In perpetrating the violations documented below in this report, the government is apparently seeking to block the opposition from the electoral process and to limit its effectiveness. In two rounds of elections held in the last two years months—the December 2002 parliamentary by-elections and the September 2003 local elections—the government manipulated the vote, again to ensure its own dominance of elected office.
The international community has consistently criticized the conduct of Kazakhstan’s elections, noting that they fell short of international standards for free and fair elections47 The conduct of the September 2003 and December 2002 elections indicates that Kazakhstan has made little if any progress toward meeting international standards for free and fair elections.
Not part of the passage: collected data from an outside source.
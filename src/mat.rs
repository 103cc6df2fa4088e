use crate::error::Error;

const WORD_BITS: usize = 64;


/// Dense binary matrix, rows bit-packed LSB-first into u64 words.
pub(crate) struct BinMatrix {
    rows: usize,
    cols: usize,
    row_words: usize,
    elem: Vec<u64>,
}

impl BinMatrix {
    pub(crate) fn new(rows: usize, cols: usize) -> Self {
        let row_words = 1 + (cols - 1) / WORD_BITS;
        BinMatrix { rows, cols, row_words, elem: vec![0; rows * row_words] }
    }

    #[inline]
    pub(crate) fn get(&self, i: usize, j: usize) -> bool {
        (self.elem[i * self.row_words + j / WORD_BITS] >> (j % WORD_BITS)) & 1 != 0
    }

    #[inline]
    pub(crate) fn set(&mut self, i: usize, j: usize) {
        self.elem[i * self.row_words + j / WORD_BITS] |= 1 << (j % WORD_BITS);
    }

    fn row_xor(&mut self, a: usize, b: usize) {
        for i in 0..self.row_words {
            let w = self.elem[b * self.row_words + i];
            self.elem[a * self.row_words + i] ^= w;
        }
    }

    /// Row-reduce to systematic form, scanning pivot columns from the
    /// rightmost. Returns the column permutation `perm` such that columns
    /// `perm[cols-rows..]` hold the identity and `perm[..cols-rows]` the
    /// information positions; failed pivot columns are recorded descending
    /// just below the identity block.
    pub(crate) fn rref(&mut self) -> Result<Vec<usize>, Error> {
        let (r, n) = (self.rows, self.cols);
        let mut perm: Vec<usize> = (0..n).collect();
        let mut max = n - 1;
        let mut failcnt = 0;

        let mut i = 0;
        while i < r {
            let mut found = false;
            for j in i..r {
                if self.get(j, max) {
                    if i != j {
                        self.row_xor(i, j);
                    }
                    found = true;
                    break;
                }
            }

            if !found {
                // no pivot in this column: park it just below the identity
                // block and retry one column to the left
                if failcnt >= n - r {
                    return Err(Error::MatrixSingular);
                }
                perm[n - r - 1 - failcnt] = max;
                failcnt += 1;
                if max == 0 {
                    return Err(Error::MatrixSingular);
                }
                max -= 1;
                continue;
            }

            perm[i + n - r] = max;
            for j in 0..r {
                if j != i && self.get(j, max) {
                    self.row_xor(j, i);
                }
            }

            i += 1;
            if max == 0 && i < r {
                return Err(Error::MatrixSingular);
            }
            max = max.wrapping_sub(1);
        }

        Ok(perm)
    }
}


#[cfg(test)]
mod tests {
    use super::*;
    use rand::{Rng, SeedableRng};

    #[test]
    fn rref_produces_identity_on_pivot_columns() {
        let mut rng = rand_chacha::ChaCha8Rng::seed_from_u64(42);
        for _ in 0..20 {
            let (r, n) = (24, 80);
            let mut m = BinMatrix::new(r, n);
            for i in 0..r {
                for j in 0..n {
                    if rng.gen::<bool>() {
                        m.set(i, j);
                    }
                }
            }
            let perm = match m.rref() {
                Ok(p) => p,
                Err(Error::MatrixSingular) => continue,
                Err(e) => panic!("unexpected error {e:?}"),
            };
            // last r permuted columns form I_r
            for i in 0..r {
                for j in 0..r {
                    assert_eq!(m.get(j, perm[n - r + i]), i == j);
                }
            }
            // perm is a permutation of 0..n
            let mut seen = vec![false; n];
            for &p in &perm {
                assert!(!seen[p]);
                seen[p] = true;
            }
        }
    }

    #[test]
    fn rank_deficient_is_rejected() {
        // two identical nonzero rows in a 2-row matrix can never reach rank 2
        let mut m = BinMatrix::new(2, 8);
        for j in [1, 5, 6] {
            m.set(0, j);
            m.set(1, j);
        }
        assert_eq!(m.rref().unwrap_err(), Error::MatrixSingular);
    }
}
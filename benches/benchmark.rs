use criterion::{criterion_group, criterion_main, Criterion};
use mceliece_hy::traits::{Decrypt, Encrypt, KeyGen, SerDes};
use mceliece_hy::{mce_10_50, mce_11_32, mce_12_41};
use rand_chacha::rand_core::SeedableRng;
use rand_chacha::ChaCha8Rng;


pub fn criterion_benchmark(c: &mut Criterion) {
    let mut rng = ChaCha8Rng::seed_from_u64(42);

    let (pk_10, sk_10) = mce_10_50::KG::try_keygen_with_rng(&mut rng).unwrap();
    let pt_10 = mce_10_50::Plaintext::try_from_bytes(vec![0x5a; mce_10_50::PT_LEN]).unwrap();
    let ct_10 = pk_10.try_encrypt(&pt_10).unwrap();

    let (pk_11, sk_11) = mce_11_32::KG::try_keygen_with_rng(&mut rng).unwrap();
    let pt_11 = mce_11_32::Plaintext::try_from_bytes(vec![0x5a; mce_11_32::PT_LEN]).unwrap();
    let ct_11 = pk_11.try_encrypt(&pt_11).unwrap();

    let (pk_12, sk_12) = mce_12_41::KG::try_keygen_with_rng(&mut rng).unwrap();
    let pt_12 = mce_12_41::Plaintext::try_from_bytes(vec![0x5a; mce_12_41::PT_LEN]).unwrap();
    let ct_12 = pk_12.try_encrypt(&pt_12).unwrap();

    c.bench_function("mce_10_50 KeyGen", |b| {
        b.iter(|| mce_10_50::KG::try_keygen_with_rng(&mut rng))
    });
    c.bench_function("mce_11_32 KeyGen", |b| {
        b.iter(|| mce_11_32::KG::try_keygen_with_rng(&mut rng))
    });
    c.bench_function("mce_12_41 KeyGen", |b| {
        b.iter(|| mce_12_41::KG::try_keygen_with_rng(&mut rng))
    });

    c.bench_function("mce_10_50 Encrypt", |b| b.iter(|| pk_10.try_encrypt(&pt_10)));
    c.bench_function("mce_11_32 Encrypt", |b| b.iter(|| pk_11.try_encrypt(&pt_11)));
    c.bench_function("mce_12_41 Encrypt", |b| b.iter(|| pk_12.try_encrypt(&pt_12)));

    c.bench_function("mce_10_50 Decrypt", |b| b.iter(|| sk_10.try_decrypt(&ct_10)));
    c.bench_function("mce_11_32 Decrypt", |b| b.iter(|| sk_11.try_decrypt(&ct_11)));
    c.bench_function("mce_12_41 Decrypt", |b| b.iter(|| sk_12.try_decrypt(&ct_12)));
}

criterion_group!(benches, criterion_benchmark);
criterion_main!(benches);
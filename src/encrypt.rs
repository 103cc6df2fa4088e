use crate::cww;
use crate::error::Error;
use crate::helpers::{flip_bit, get_bit, load_word, lsb_ones, store_word};
use crate::precomp::Precomp;


/// Bit-precise concatenation `ciphertext = head(DIMENSION bits) || cR`,
/// working in 64-bit words. The total is always a whole number of words
/// since DIMENSION + CODIMENSION = 2^m.
fn concat(ct: &mut [u8], head: &[u8], c_r: &[u64], dimension: usize) {
    let i = dimension % 64;
    let mut l = dimension / 64;
    for w in 0..l {
        store_word(ct, w, load_word(head, w));
    }
    if i == 0 {
        for &b in c_r {
            store_word(ct, l, b);
            l += 1;
        }
    } else {
        let mut cur = load_word(head, l) & lsb_ones(i as u32);
        for &b in c_r {
            cur ^= b << i;
            store_word(ct, l, cur);
            l += 1;
            cur = b >> (64 - i);
        }
        store_word(ct, l, cur);
    }
}

/// Encrypt one block: fold the information bits through the public column
/// table, pack the cleartext tail into a weight-t error pattern, and flip
/// those positions in head||cR.
#[allow(clippy::too_many_arguments)]
pub(crate) fn encrypt_block(
    ciphertext: &mut [u8], cleartext: &[u8], pk: &[u8], m: u32, t: u32, dimension: usize,
    error_size: usize, p: &Precomp,
) -> Result<(), Error> {
    let codimension = m as usize * t as usize;
    let row_words = 1 + (codimension - 1) / 64;

    // cR accumulates the columns selected by the information bits
    let mut c_r = vec![0u64; row_words];
    for j in 0..dimension {
        if get_bit(cleartext, j) {
            let row = &pk[j * row_words * 8..(j + 1) * row_words * 8];
            for (k, w) in c_r.iter_mut().enumerate() {
                *w ^= load_word(row, k);
            }
        }
    }

    let e = cww::b2cw(cleartext, dimension, error_size, m, t, p)?;

    concat(ciphertext, cleartext, &c_r, dimension);

    for &pos in &e {
        flip_bit(ciphertext, pos as usize);
    }
    Ok(())
}
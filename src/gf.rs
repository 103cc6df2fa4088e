use crate::error::Error;
use crate::helpers::ensure;
use rand_core::CryptoRngCore;


/// An element of GF(2^m), value in `[0, 2^m)`.
pub(crate) type Gf = u16;

const MAX_EXT_DEG: u32 = 16;

/// Primitive polynomial for each extension degree, in octal. Degrees 0 and
/// 1 are never used.
const PRIM_POLY: [u32; MAX_EXT_DEG as usize + 1] = [
    0o1, 0o3, 0o7, 0o13, 0o23, 0o45, 0o103, 0o203, 0o435, 0o1041, 0o2011, 0o4005, 0o10123,
    0o20033, 0o42103, 0o100003, 0o210013,
];


/// GF(2^m) arithmetic through log/antilog tables over a fixed primitive
/// element alpha.
#[derive(Debug)]
pub(crate) struct Field {
    m: u32,
    card: u32,
    ord: u32,
    exp: Vec<Gf>,
    log: Vec<Gf>,
}

impl Field {
    pub(crate) fn new(m: u32) -> Result<Self, Error> {
        ensure!(m <= MAX_EXT_DEG, Error::FieldTooLarge);
        ensure!(m >= 2, Error::InvalidParameters);
        let card = 1u32 << m;
        let ord = card - 1;

        // exp[i] = alpha^i; multiply by x and reduce by the primitive
        // polynomial one step at a time
        let mut exp = vec![0 as Gf; card as usize];
        exp[0] = 1;
        for i in 1..ord as usize {
            let mut next = u32::from(exp[i - 1]) << 1;
            if next & card != 0 {
                next ^= PRIM_POLY[m as usize];
            }
            exp[i] = next as Gf;
        }
        // wrap so that exponents reduced to the class of 0 land on alpha^0
        exp[ord as usize] = 1;

        let mut log = vec![0 as Gf; card as usize];
        log[0] = ord as Gf; // log of 0, by convention
        for i in 0..ord as usize {
            log[exp[i] as usize] = i as Gf;
        }

        Ok(Field { m, card, ord, exp, log })
    }

    pub(crate) fn extd(&self) -> u32 { self.m }

    pub(crate) fn card(&self) -> usize { self.card as usize }

    pub(crate) fn ord(&self) -> u32 { self.ord }

    /// Reduce an exponent sum into `[0, 2^m)`; the class of 0 may come out
    /// as either 0 or 2^m - 1, which the exp-table wrap absorbs.
    #[inline]
    fn modq1(&self, mut d: u32) -> u32 {
        while d >> self.m != 0 {
            d = (d & self.ord) + (d >> self.m);
        }
        d
    }

    #[inline]
    pub(crate) fn add(x: Gf, y: Gf) -> Gf { x ^ y }

    #[inline]
    pub(crate) fn mul(&self, x: Gf, y: Gf) -> Gf {
        if x == 0 || y == 0 {
            0
        } else {
            self.exp[self.modq1(u32::from(self.log[x as usize]) + u32::from(self.log[y as usize]))
                as usize]
        }
    }

    #[inline]
    pub(crate) fn square(&self, x: Gf) -> Gf {
        if x == 0 {
            0
        } else {
            self.exp[self.modq1(u32::from(self.log[x as usize]) << 1) as usize]
        }
    }

    #[inline]
    pub(crate) fn sqrt(&self, x: Gf) -> Gf {
        if x == 0 {
            0
        } else {
            self.exp[self.modq1(u32::from(self.log[x as usize]) << (self.m - 1)) as usize]
        }
    }

    /// x / y; y must be nonzero.
    #[inline]
    pub(crate) fn div(&self, x: Gf, y: Gf) -> Gf {
        debug_assert_ne!(y, 0, "division by zero in GF(2^m)");
        if x == 0 {
            0
        } else {
            self.exp[self.modq1(
                u32::from(self.log[x as usize]) + self.ord - u32::from(self.log[y as usize]),
            ) as usize]
        }
    }

    /// 1 / x; x must be nonzero.
    #[inline]
    pub(crate) fn inv(&self, x: Gf) -> Gf {
        debug_assert_ne!(x, 0, "inverse of zero in GF(2^m)");
        self.exp[(self.ord - u32::from(self.log[x as usize])) as usize]
    }

    /// alpha^i for the primitive element alpha.
    #[inline]
    pub(crate) fn alpha_pow(&self, i: u32) -> Gf {
        self.exp[self.modq1(i) as usize]
    }

    /// x^i with the convention 0^0 = 1.
    pub(crate) fn pow(&self, x: Gf, i: u32) -> Gf {
        if i == 0 {
            1
        } else if x == 0 {
            0
        } else {
            let e = self.modq1(i);
            self.exp[self.modq1(e * u32::from(self.log[x as usize])) as usize]
        }
    }

    /// Uniform random field element.
    pub(crate) fn rand(&self, rng: &mut impl CryptoRngCore) -> Gf {
        (rng.next_u32() & self.ord) as Gf
    }
}
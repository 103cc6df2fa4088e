use crate::error::Error;
use crate::gf::{Field, Gf};
use crate::helpers::{ensure, store_word};
use crate::mat::BinMatrix;
use crate::poly::{randgen_irred, sqrtmod_init, syndrome_init, Poly};
use rand_core::CryptoRngCore;


/// Pack the t field-element coefficients of a unit syndrome into a
/// CODIMENSION-bit row of `row_words` little-endian words.
fn pack_syndrome_row(f: &Field, p: &Poly, t: usize, row: &mut [u64]) {
    let m = f.extd() as usize;
    row.iter_mut().for_each(|w| *w = 0);
    for l in 0..t {
        let c = u64::from(p.coeff(l));
        let k = (l * m) / 64;
        let j = (l * m) % 64;
        row[k] ^= c << j;
        if j + m > 64 {
            row[k + 1] ^= c >> (64 - j);
        }
    }
}

/// Generate a keypair into the caller's buffers. `pk` receives the
/// DIMENSION reduced parity rows; `sk` the full column table followed by
/// the inverse support, the Goppa generator and the square-root table.
pub(crate) fn keypair(
    field: &Field, t: usize, rng: &mut impl CryptoRngCore, pk: &mut [u8], sk: &mut [u8],
) -> Result<(), Error> {
    let n = field.card();
    let m = field.extd() as usize;
    let r = m * t;
    ensure!(r < n, Error::InvalidParameters);
    let row_words = 1 + (r - 1) / 64;
    debug_assert_eq!(pk.len(), (n - r) * row_words * 8);
    debug_assert_eq!(sk.len(), n * row_words * 8 + (n + 1 + (t + 1) * t) * 2);

    // random support permutation over the whole field
    let mut support: Vec<Gf> = (0..n as u16).collect();
    for i in 0..n {
        let j = i + (rng.next_u32() as usize) % (n - i);
        support.swap(i, j);
    }

    // irreducible generator; a singular parity-check matrix sends us back
    // for a fresh polynomial
    let (g, perm) = loop {
        let g = randgen_irred(field, t, rng);

        let mut h = BinMatrix::new(r, n);
        for (i, &alpha) in support.iter().enumerate() {
            let x = field.inv(g.eval(field, alpha));
            let mut y = x;
            for j in 0..t {
                for k in 0..m {
                    if y & (1 << k) != 0 {
                        h.set(j * m + k, i);
                    }
                }
                y = field.mul(y, alpha);
            }
        }

        match h.rref() {
            Ok(perm) => {
                // public key: the redundancy part read through the column
                // permutation, one row per information position
                let mut row = vec![0u64; row_words];
                for i in 0..n - r {
                    row.iter_mut().for_each(|w| *w = 0);
                    for j in 0..r {
                        if h.get(j, perm[i]) {
                            row[j / 64] ^= 1 << (j % 64);
                        }
                    }
                    for (k, &w) in row.iter().enumerate() {
                        store_word(&mut pk[i * row_words * 8..(i + 1) * row_words * 8], k, w);
                    }
                }
                break (g, perm);
            }
            Err(Error::MatrixSingular) => continue,
            Err(e) => return Err(e),
        }
    };

    // reorder the support so the identity block sits on the last r columns
    let reordered: Vec<Gf> = perm.iter().map(|&p| support[p]).collect();
    let support = reordered;

    // secret key: per-position unit syndromes as packed rows
    let syndromes = syndrome_init(field, &g, &support)?;
    let mut off = 0;
    let mut row = vec![0u64; row_words];
    for p in &syndromes {
        pack_syndrome_row(field, p, t, &mut row);
        for (k, &w) in row.iter().enumerate() {
            store_word(&mut sk[off..off + row_words * 8], k, w);
        }
        off += row_words * 8;
    }

    // inverse support
    let mut linv = vec![0 as Gf; n];
    for (i, &alpha) in support.iter().enumerate() {
        linv[alpha as usize] = i as Gf;
    }
    for &x in &linv {
        sk[off..off + 2].copy_from_slice(&x.to_le_bytes());
        off += 2;
    }

    // generator
    for i in 0..=t {
        sk[off..off + 2].copy_from_slice(&g.coeff(i).to_le_bytes());
        off += 2;
    }

    // square roots of z^i modulo g
    for p in sqrtmod_init(field, &g) {
        for i in 0..t {
            sk[off..off + 2].copy_from_slice(&p.coeff(i).to_le_bytes());
            off += 2;
        }
    }
    debug_assert_eq!(off, sk.len());

    Ok(())
}


#[cfg(test)]
mod tests {
    use super::*;
    use rand_core::SeedableRng;

    #[test]
    fn keypair_fills_both_buffers() {
        // small parameters keep the matrix work cheap
        let field = Field::new(8).unwrap();
        let (m, t, n) = (8usize, 12usize, 256usize);
        let r = m * t;
        let row_words = 1 + (r - 1) / 64;
        let mut pk = vec![0u8; (n - r) * row_words * 8];
        let mut sk = vec![0u8; n * row_words * 8 + (n + 1 + (t + 1) * t) * 2];
        let mut rng = rand_chacha::ChaCha8Rng::seed_from_u64(77);
        keypair(&field, t, &mut rng, &mut pk, &mut sk).unwrap();

        // the inverse support section must be a permutation of 0..n
        let base = n * row_words * 8;
        let mut seen = vec![false; n];
        for i in 0..n {
            let v = u16::from_le_bytes([sk[base + 2 * i], sk[base + 2 * i + 1]]) as usize;
            assert!(v < n && !seen[v]);
            seen[v] = true;
        }
        // the generator is monic of degree t
        let gbase = base + 2 * n;
        let lead = u16::from_le_bytes([sk[gbase + 2 * t], sk[gbase + 2 * t + 1]]);
        assert_eq!(lead, 1);
    }
}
Irregularities in the December 2002 parliamentary by-elections included erroneous and outdated voter lists, the use of gifts and bribes to win pro-presidential candidate votes, the blocking of independent election monitors’ observation activities, an overwhelming devotion of state media time to pro-government candidates, the denial of the use of public halls for opposition candidates, the removal of opposition candidates from the ballot just hours before the opening of the vote, and intimidation of voters by government employees.48 The by-elections took place in three provinces. In all instances, a pro-government candidate was declared the winner.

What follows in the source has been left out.